Smathers was paid $28,000 by an Internet marketer for the names, which were taken from AOL’s database of 30 million subscribers at the time. He cooperated with prosecutors and appeared mournful in court on Wednesday, where he faced up to 24 months in prison under federal guidelines.

Although imprisonment and spamming, I think, should be fungible, Smathers received a lighter sentence than other spammers have received of late. Last year, a New York man known as the “Buffalo Spammer” — he was spamming from the city of Buffalo; he wasn’t a buffalo himself, nor was he spamming the e-mail on computers of ever-evolving gregarious herbivorebuffalo who now take advantage of the Internet infrastructures located throughout the West African forest — was sentenced to 3-1/2 to 7 years in prison for violating state forgery and identity-theft laws. I won’t even go into the fact that an occupational spammer was recently murdered.

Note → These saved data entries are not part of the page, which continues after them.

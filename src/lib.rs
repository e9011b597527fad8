// src/lib.rs
//
// Calculatrice flottante — bibliothèque (noyau seulement).
// Le front-end terminal vit dans main.rs + app/.

pub mod noyau;

pub use noyau::{eval_expression, parse, tokenize, ErreurCalc, Expr, Valeur};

Smathers, according to AP, told U.S. District Judge Alvin Hellerstein, “I know I have done something very wrong,” blah, blah, blah...yes, yes you did. More spammers are now in direct relation with identity theft, and Smathers put all AOL subscribers — of which there are many millions — in jeopardy of becoming identity-theft victims. People use e-mail as a simple but primary cast of communication, and his self-involved actions could have put many e-mail users in the position to not only receive annoying spam e-mail, but also in the position to be more vulnerable to identity theft, viruses, etc., etc., everything that comes as a potential consequence of spam.

Also, his employer lost both integrity and money. Prosecutors said AOL suffered an estimated loss of $300,000 from employee time spent dealing with the issue, as well as hardware and software expenses. Hellerstein said that while AOL's loss estimate was hard to prove, the offense was still serious.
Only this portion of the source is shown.